Sunday, January 22, 2012

Salonika

Thursday had already arrived, so we began to make the journey to thsaloniki for Shabbat.  On our way we stopped in tevariyah a city which had once had a thriving jewish community and now only had two jewish families left. We went  to this synagoge which had been rebuilt after the war by Gentiles, perhaps to rid themselves of the guilt they felt for standing by silently watching the Jews demise.  The synagoge was eerie. There was a locked empty Aaron and posters on the walls with misspelled Hebrew. An attempt to recreate an environment the non Jews probaly knew little about. A thought ran through my head... The nazis had collected Jewish artifacts with which they intended to create a muesam to the "destroyed race". In a sense these people had completed what the nazis had left unfinished. Here stood a building as a testimony to a community which had now vanished, a wittness to the extent to which the nazis desecrated this cities jews. We sang in the Shul, a strange experience as this was not really a place of worship but merely an imitation. After we walked to a park. It was cold and dark and we wondered why we had been brought to such a place. We all gathered in the center of the basketball court well rav dov gravely explained that this park had once been a Jewish cemetery. Any stones that had not been destroyed by the bulldozers had been haphazardly throw on the hillside, amid cast away soda cans. We said kaddash in the middle of the sports court. And then got back on the bus to solonika.

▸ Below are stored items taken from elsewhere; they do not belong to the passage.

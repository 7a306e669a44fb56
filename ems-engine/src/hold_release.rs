//! Hold-release: wake parked endorsements when the balance recovers.
//!
//! Parked requests go back to VALIDATED and re-enter the ledger check in
//! their original arrival order. Republication is fire-and-forget: a
//! publish failure is logged but the status change persists, so the next
//! balance increase retries them.

use crate::error::EngineResult;
use crate::events::{BalanceIncreasedEvent, CheckFundsEvent};
use crate::model::{EmployerId, EndorsementStatus};
use crate::topics;
use ems_connectors::bus::{HEADER_EMPLOYER_ID, HEADER_SOURCE, HEADER_TRACE_ID};
use ems_connectors::{BusMessage, BusProducer};
use crate::store::Datastore;
use metrics::counter;
use std::sync::Arc;
use tracing::{error, info};

const SOURCE: &str = "hold_release";

/// Reconnects ON_HOLD requests to the ledger on balance increases
pub struct HoldReleaseService {
    datastore: Arc<Datastore>,
    bus: Arc<dyn BusProducer>,
}

impl HoldReleaseService {
    pub fn new(datastore: Arc<Datastore>, bus: Arc<dyn BusProducer>) -> Self {
        Self { datastore, bus }
    }

    pub async fn release_on_hold_requests(&self, event: BalanceIncreasedEvent) -> EngineResult<()> {
        if event.employer_id.is_empty() {
            error!("hold_release_missing_employer_id");
            return Ok(());
        }
        let employer_id = EmployerId::from(event.employer_id.as_str());

        let parked = self.datastore.on_hold_by_employer(&employer_id);
        if parked.is_empty() {
            info!(employer_id = %employer_id, "hold_release_no_requests");
            return Ok(());
        }

        let mut released = 0usize;
        for request in parked {
            self.datastore
                .update_status(&request.id, EndorsementStatus::Validated)?;

            let check = CheckFundsEvent {
                endorsement_id: request.id.to_string(),
                employer_id: request.employer_id.to_string(),
                request_type: request.request_type.as_str().to_string(),
                effective_date: Some(request.effective_date),
                payload: request.payload.clone(),
                trace_id: request.trace_id.clone(),
                retry_count: request.retry_count,
                amount: None,
            };
            let message = match BusMessage::json(
                topics::LEDGER_CHECK_FUNDS,
                Some(request.id.as_str()),
                &check,
            ) {
                Ok(mut m) => {
                    m = m
                        .with_header(HEADER_SOURCE, SOURCE)
                        .with_header(HEADER_EMPLOYER_ID, request.employer_id.to_string());
                    if let Some(trace_id) = &request.trace_id {
                        m = m.with_header(HEADER_TRACE_ID, trace_id.clone());
                    }
                    m
                }
                Err(e) => {
                    error!(endorsement_id = %request.id, error = %e, "hold_release_serialize_failed");
                    continue;
                }
            };
            // Fire-and-forget: the VALIDATED write above persists either way
            match self.bus.publish(message).await {
                Ok(()) => {
                    counter!("ems_messages_produced_total", "topic" => topics::LEDGER_CHECK_FUNDS)
                        .increment(1);
                }
                Err(e) => {
                    error!(
                        endorsement_id = %request.id,
                        employer_id = %request.employer_id,
                        error = %e,
                        "hold_release_ledger_publish_failed"
                    );
                }
            }
            released += 1;
        }

        info!(
            employer_id = %employer_id,
            released,
            change_amount = %event.change_amount,
            new_balance = %event.new_balance,
            "hold_release_dispatched"
        );
        Ok(())
    }
}

#[cfg(test)]
mod tests {
    use super::*;
    use crate::model::{Employer, EndorsementId, EndorsementRequest, EndorsementType};
    use chrono::Utc;
    use ems_connectors::{InMemoryBus, ManualClock};
    use rust_decimal_macros::dec;
    use serde_json::json;

    fn parked_request(employer_id: &EmployerId, id: &str) -> EndorsementRequest {
        EndorsementRequest {
            id: EndorsementId::from(id),
            employer_id: employer_id.clone(),
            request_type: EndorsementType::Addition,
            status: EndorsementStatus::OnHold,
            payload: json!({"amount": "200.00"}),
            retry_count: 0,
            effective_date: "2026-08-01".parse().unwrap(),
            trace_id: Some("t-1".to_string()),
            created_at: Utc::now(),
        }
    }

    #[tokio::test]
    async fn test_release_restores_validated_in_fifo_order() {
        let clock = Arc::new(ManualClock::new(0));
        let datastore = Arc::new(Datastore::new());
        let bus = InMemoryBus::new(clock);
        let service = HoldReleaseService::new(datastore.clone(), Arc::new(bus.clone()));

        let employer_id = datastore.insert_employer(Employer::new("Acme", dec!(0)));
        for id in ["h1", "h2", "h3"] {
            datastore.insert_endorsement(parked_request(&employer_id, id));
        }
        let mut rx = bus.subscribe(&[topics::LEDGER_CHECK_FUNDS]);

        service
            .release_on_hold_requests(BalanceIncreasedEvent {
                employer_id: employer_id.to_string(),
                change_amount: dec!(300.00),
                new_balance: dec!(300.00),
                timestamp: Utc::now(),
                source: Some("top_up".to_string()),
            })
            .await
            .unwrap();

        for expected in ["h1", "h2", "h3"] {
            let check: CheckFundsEvent = rx.recv().await.unwrap().parse().unwrap();
            assert_eq!(check.endorsement_id, expected);
            let row = datastore
                .get_endorsement(&EndorsementId::from(expected))
                .unwrap();
            assert_eq!(row.status, EndorsementStatus::Validated);
        }
    }

    #[tokio::test]
    async fn test_no_parked_requests_is_a_no_op() {
        let clock = Arc::new(ManualClock::new(0));
        let datastore = Arc::new(Datastore::new());
        let bus = InMemoryBus::new(clock);
        let service = HoldReleaseService::new(datastore.clone(), Arc::new(bus));

        let employer_id = datastore.insert_employer(Employer::new("Acme", dec!(0)));
        service
            .release_on_hold_requests(BalanceIncreasedEvent {
                employer_id: employer_id.to_string(),
                change_amount: dec!(1.00),
                new_balance: dec!(1.00),
                timestamp: Utc::now(),
                source: None,
            })
            .await
            .unwrap();
    }
}
//! Audit log documents for insurer interactions.

use chrono::{DateTime, Utc};
use ems_config::Protocol;
use serde::{Deserialize, Serialize};
use std::collections::BTreeMap;

/// Outcome recorded for one outbound attempt
#[derive(Debug, Clone, Copy, PartialEq, Eq, Serialize, Deserialize)]
#[serde(rename_all = "SCREAMING_SNAKE_CASE")]
pub enum AuditStatus {
    Success,
    Failure,
    Timeout,
}

/// Snapshot of the request we sent (sanitised before construction)
#[derive(Debug, Clone, Serialize, Deserialize)]
pub struct AuditLogRequest {
    pub url: String,
    pub method: String,
    #[serde(default)]
    pub headers: BTreeMap<String, String>,
    pub body: Option<serde_json::Value>,
}

/// Snapshot of the response we received
#[derive(Debug, Clone, Serialize, Deserialize)]
pub struct AuditLogResponse {
    pub status_code: u16,
    #[serde(default)]
    pub headers: BTreeMap<String, String>,
    pub body: Option<serde_json::Value>,
}

/// Error details when the interaction failed
#[derive(Debug, Clone, Serialize, Deserialize)]
pub struct AuditLogError {
    pub code: Option<String>,
    pub message: String,
    pub stack_trace: Option<String>,
}

/// One document per outbound attempt, appended exactly once
#[derive(Debug, Clone, Serialize, Deserialize)]
pub struct AuditLogDocument {
    /// Links to the endorsement row in the relational store
    pub endorsement_id: String,
    pub trace_id: Option<String>,
    /// Target external system, e.g. "AETNA_01"
    pub insurer_id: String,
    pub timestamp: DateTime<Utc>,
    pub interaction_type: Protocol,
    pub latency_ms: f64,
    pub status: AuditStatus,
    pub request: Option<AuditLogRequest>,
    pub response: Option<AuditLogResponse>,
    pub error: Option<AuditLogError>,
}
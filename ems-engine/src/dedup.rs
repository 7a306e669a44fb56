//! Duplicate-request guard.
//!
//! Identical payloads from the same employer inside the TTL window admit
//! exactly one request. The fingerprint is the sha256 of the canonical
//! JSON form, so key order in the submitted document does not matter.

use crate::canonical;
use crate::error::{EngineError, EngineResult};
use ems_connectors::KvStore;
use serde_json::Value;
use std::sync::Arc;
use tracing::warn;

/// Set-if-absent dedup guard over the KV store
pub struct DedupGuard {
    kv: Arc<dyn KvStore>,
    ttl_seconds: u64,
}

impl DedupGuard {
    pub fn new(kv: Arc<dyn KvStore>, ttl_seconds: u64) -> Self {
        Self { kv, ttl_seconds }
    }

    /// Admit the payload or fail with `DuplicateRequest`
    pub async fn check(&self, employer_id: &str, payload: &Value) -> EngineResult<()> {
        let fingerprint = canonical::fingerprint(payload);
        let key = format!("dedup:{employer_id}:{fingerprint}");

        let admitted = self.kv.set_nx(&key, "1", Some(self.ttl_seconds)).await?;
        if admitted {
            Ok(())
        } else {
            warn!(employer_id, hash = %fingerprint, "duplicate_request_detected");
            Err(EngineError::DuplicateRequest(employer_id.to_string()))
        }
    }
}
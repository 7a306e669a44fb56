//! Key-value store port: strings, lists, and sets with TTL and
//! atomic set-if-absent.
//!
//! The scheduler leans on RENAME for its drain step; the dedup guard and
//! the lock service lean on SET NX + TTL. Expiry is evaluated lazily
//! against the injected clock.

use crate::clock::Clock;
use crate::error::{ConnectorError, ConnectorResult};
use async_trait::async_trait;
use parking_lot::Mutex;
use std::collections::{HashMap, HashSet};
use std::sync::Arc;

/// Key-value operations the pipeline needs from its store
#[async_trait]
pub trait KvStore: Send + Sync {
    async fn get(&self, key: &str) -> ConnectorResult<Option<String>>;
    async fn set(&self, key: &str, value: &str, ttl_seconds: Option<u64>) -> ConnectorResult<()>;
    /// Atomic set-if-absent; returns true when the key was set
    async fn set_nx(&self, key: &str, value: &str, ttl_seconds: Option<u64>)
        -> ConnectorResult<bool>;
    async fn delete(&self, key: &str) -> ConnectorResult<bool>;
    async fn exists(&self, key: &str) -> ConnectorResult<bool>;
    async fn expire(&self, key: &str, ttl_seconds: u64) -> ConnectorResult<bool>;

    /// Append values to the list at `key`, creating it if absent
    async fn rpush(&self, key: &str, values: &[String]) -> ConnectorResult<u64>;
    /// Read the whole list (empty when absent)
    async fn lrange_all(&self, key: &str) -> ConnectorResult<Vec<String>>;
    /// Atomically rename `from` to `to`; KeyNotFound when `from` is absent
    async fn rename(&self, from: &str, to: &str) -> ConnectorResult<()>;

    async fn sadd(&self, key: &str, member: &str) -> ConnectorResult<bool>;
    async fn srem(&self, key: &str, member: &str) -> ConnectorResult<bool>;
    async fn smembers(&self, key: &str) -> ConnectorResult<Vec<String>>;
}

#[derive(Debug, Clone)]
enum KvValue {
    Str(String),
    List(Vec<String>),
    Set(HashSet<String>),
}

#[derive(Debug, Clone)]
struct Entry {
    value: KvValue,
    expires_at: Option<u64>,
}

/// In-process reference implementation
pub struct MemoryKvStore {
    entries: Mutex<HashMap<String, Entry>>,
    clock: Arc<dyn Clock>,
}

impl MemoryKvStore {
    pub fn new(clock: Arc<dyn Clock>) -> Self {
        Self {
            entries: Mutex::new(HashMap::new()),
            clock,
        }
    }

    fn purge_expired(&self, entries: &mut HashMap<String, Entry>, key: &str) {
        let now = self.clock.epoch_secs();
        if let Some(entry) = entries.get(key) {
            if matches!(entry.expires_at, Some(at) if at <= now) {
                entries.remove(key);
            }
        }
    }

    fn ttl_to_deadline(&self, ttl_seconds: Option<u64>) -> Option<u64> {
        ttl_seconds.map(|ttl| self.clock.epoch_secs() + ttl)
    }
}

#[async_trait]
impl KvStore for MemoryKvStore {
    async fn get(&self, key: &str) -> ConnectorResult<Option<String>> {
        let mut entries = self.entries.lock();
        self.purge_expired(&mut entries, key);
        match entries.get(key) {
            None => Ok(None),
            Some(Entry {
                value: KvValue::Str(s),
                ..
            }) => Ok(Some(s.clone())),
            Some(_) => Err(ConnectorError::WrongKind(key.to_string())),
        }
    }

    async fn set(&self, key: &str, value: &str, ttl_seconds: Option<u64>) -> ConnectorResult<()> {
        let mut entries = self.entries.lock();
        entries.insert(
            key.to_string(),
            Entry {
                value: KvValue::Str(value.to_string()),
                expires_at: self.ttl_to_deadline(ttl_seconds),
            },
        );
        Ok(())
    }

    async fn set_nx(
        &self,
        key: &str,
        value: &str,
        ttl_seconds: Option<u64>,
    ) -> ConnectorResult<bool> {
        let mut entries = self.entries.lock();
        self.purge_expired(&mut entries, key);
        if entries.contains_key(key) {
            return Ok(false);
        }
        entries.insert(
            key.to_string(),
            Entry {
                value: KvValue::Str(value.to_string()),
                expires_at: self.ttl_to_deadline(ttl_seconds),
            },
        );
        Ok(true)
    }

    async fn delete(&self, key: &str) -> ConnectorResult<bool> {
        let mut entries = self.entries.lock();
        self.purge_expired(&mut entries, key);
        Ok(entries.remove(key).is_some())
    }

    async fn exists(&self, key: &str) -> ConnectorResult<bool> {
        let mut entries = self.entries.lock();
        self.purge_expired(&mut entries, key);
        Ok(entries.contains_key(key))
    }

    async fn expire(&self, key: &str, ttl_seconds: u64) -> ConnectorResult<bool> {
        let mut entries = self.entries.lock();
        self.purge_expired(&mut entries, key);
        let deadline = self.clock.epoch_secs() + ttl_seconds;
        match entries.get_mut(key) {
            Some(entry) => {
                entry.expires_at = Some(deadline);
                Ok(true)
            }
            None => Ok(false),
        }
    }

    async fn rpush(&self, key: &str, values: &[String]) -> ConnectorResult<u64> {
        let mut entries = self.entries.lock();
        self.purge_expired(&mut entries, key);
        let entry = entries.entry(key.to_string()).or_insert_with(|| Entry {
            value: KvValue::List(Vec::new()),
            expires_at: None,
        });
        match &mut entry.value {
            KvValue::List(list) => {
                list.extend(values.iter().cloned());
                Ok(list.len() as u64)
            }
            _ => Err(ConnectorError::WrongKind(key.to_string())),
        }
    }

    async fn lrange_all(&self, key: &str) -> ConnectorResult<Vec<String>> {
        let mut entries = self.entries.lock();
        self.purge_expired(&mut entries, key);
        match entries.get(key) {
            None => Ok(Vec::new()),
            Some(Entry {
                value: KvValue::List(list),
                ..
            }) => Ok(list.clone()),
            Some(_) => Err(ConnectorError::WrongKind(key.to_string())),
        }
    }

    async fn rename(&self, from: &str, to: &str) -> ConnectorResult<()> {
        let mut entries = self.entries.lock();
        self.purge_expired(&mut entries, from);
        match entries.remove(from) {
            Some(entry) => {
                entries.insert(to.to_string(), entry);
                Ok(())
            }
            None => Err(ConnectorError::KeyNotFound(from.to_string())),
        }
    }

    async fn sadd(&self, key: &str, member: &str) -> ConnectorResult<bool> {
        let mut entries = self.entries.lock();
        self.purge_expired(&mut entries, key);
        let entry = entries.entry(key.to_string()).or_insert_with(|| Entry {
            value: KvValue::Set(HashSet::new()),
            expires_at: None,
        });
        match &mut entry.value {
            KvValue::Set(set) => Ok(set.insert(member.to_string())),
            _ => Err(ConnectorError::WrongKind(key.to_string())),
        }
    }

    async fn srem(&self, key: &str, member: &str) -> ConnectorResult<bool> {
        let mut entries = self.entries.lock();
        self.purge_expired(&mut entries, key);
        match entries.get_mut(key) {
            None => Ok(false),
            Some(Entry {
                value: KvValue::Set(set),
                ..
            }) => Ok(set.remove(member)),
            Some(_) => Err(ConnectorError::WrongKind(key.to_string())),
        }
    }

    async fn smembers(&self, key: &str) -> ConnectorResult<Vec<String>> {
        let mut entries = self.entries.lock();
        self.purge_expired(&mut entries, key);
        match entries.get(key) {
            None => Ok(Vec::new()),
            Some(Entry {
                value: KvValue::Set(set),
                ..
            }) => Ok(set.iter().cloned().collect()),
            Some(_) => Err(ConnectorError::WrongKind(key.to_string())),
        }
    }
}
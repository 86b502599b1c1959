use std::sync::Arc;
use tracing::{info, warn};

use crate::image::ImageResolver;
use crate::normalize::{FallbackReason, Normalized, Normalizer, Outcome};
use crate::prompt::{SYSTEM_PROMPT, build_prompt};
use crate::provider::CompletionProvider;
use crate::types::{Recipe, RecipeRequest};

/// Result of one generation: the recipe and how it was obtained.
#[derive(Debug, Clone, PartialEq)]
pub struct Generation {
    pub recipe: Recipe,
    pub outcome: Outcome,
}

/// Runs prompt building, completion, normalization and image resolution in order.
pub struct RecipeGenerator {
    completion: Arc<dyn CompletionProvider>,
    normalizer: Normalizer,
    images: Option<ImageResolver>,
}

impl RecipeGenerator {
    pub fn new(completion: Arc<dyn CompletionProvider>) -> Self {
        Self {
            completion,
            normalizer: Normalizer::default(),
            images: None,
        }
    }

    pub fn with_normalizer(mut self, normalizer: Normalizer) -> Self {
        self.normalizer = normalizer;
        self
    }

    /// Resolve images for generated recipes before returning them.
    pub fn with_images(mut self, images: ImageResolver) -> Self {
        self.images = Some(images);
        self
    }

    /// Always returns a usable recipe.
    pub async fn generate(&self, request: &RecipeRequest) -> Generation {
        let Normalized {
            mut recipe,
            outcome,
        } = self.normalized_recipe(request).await;

        info!(
            recipe = %recipe.name,
            outcome = outcome.label(),
            ingredients = recipe.ingredients.len(),
            "Recipe ready"
        );

        if let Some(images) = &self.images {
            if recipe.has_placeholder_image() {
                recipe.image = images
                    .resolve(&recipe.name, Some(recipe.description.as_str()))
                    .await;
            }
        }

        Generation { recipe, outcome }
    }

    async fn normalized_recipe(&self, request: &RecipeRequest) -> Normalized {
        if !request.has_ingredients() {
            warn!("Request has no ingredients, skipping completion");
            return Normalized::fallback(request, FallbackReason::MissingIngredients);
        }

        let prompt = build_prompt(request);
        info!(
            model = self.completion.model_name(),
            prompt_length = prompt.len(),
            "Requesting recipe completion"
        );

        match self.completion.complete(SYSTEM_PROMPT, &prompt).await {
            Ok(raw) => self.normalizer.normalize(&raw, request),
            Err(e) => {
                warn!(error = %e, "Completion failed, using fallback recipe");
                Normalized::fallback(request, FallbackReason::CompletionFailed(e.to_string()))
            }
        }
    }
}
pub mod cache;
pub mod defaults;
pub mod error;
pub mod generator;
pub mod image;
pub mod normalize;
pub mod prompt;
pub mod provider;
pub mod types;

// Re-export commonly used types
pub use cache::{ImageCache, InMemoryImageCache, KeyMode};
pub use defaults::fallback_recipe;
pub use error::{RecipeError, Result};
pub use generator::{Generation, RecipeGenerator};
pub use image::ImageResolver;
pub use normalize::{
    FallbackReason, IngredientStyle, NormalizeOptions, Normalized, Normalizer, Outcome, normalize,
};
pub use prompt::{SYSTEM_PROMPT, build_prompt, image_prompt};
pub use provider::{CompletionProvider, FakeCompletionProvider, FakeImageProvider, ImageProvider};
pub use types::{Ingredient, PLACEHOLDER_IMAGE, Recipe, RecipeRequest};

 Salonika is the second biggest city in Greece and a bustling metropolis, filled with shops cafes and bars.  Friday morning we might with the chief rabbi, an Israeli who came on shlichut 9 years ago and has been there ever since. A man who always seems to be smiling he spoke to us in the larger of the two synagoges left in thsalonika. He explained how after the world war survivors were stunned to see their chandelier missing and to discover it had been adopted by a church. Though the priest attempted to reassure tthem that it was irrelevant where the chandelier was provided it was in 'a house of god', the chandelier was quickly returned to it's rightful place. In past years the rabbi taught our group the  'adio' a ladino love song which mourns the sphardic Jews loss of their homeland Spain. We had learnt the song prior to our trip, and so this time we sang the song to him. Later in the day we went to the jewish museum and explored the richness of Jewish life in salonika. Salonika had once been a city of Jews. A seaside city, the ports had actually been closed for Shabbat, and Ben goryin when he visited the city was so struck by it that he said it felt more like a Jewish homeland then Israel. Now however there is only a small community left, and the graves of their ancestors lies underneath the university. A cemetery that once had been the largest in the world 30 hecters wide buried and forgotten.

Shabbat in salonika was wonderful. We davened with the congregation both kabbalot Shabbat and shacharit, and ate the meals in a hall upstairs. On the walls of the small synagoge where plaques commemorating the 160 beytay kneset that had once stood in the city. We read the names out loud, many of them where named after the places the congregation had immigrated from. Italy, pruage, the list continued endlessly. During the meal as a small token to our own culture we sang the national anthem and had inflatable turkey centerpieces and napkins.  many thought of their families back in the states and fondly remembered their thanksgiving traditions.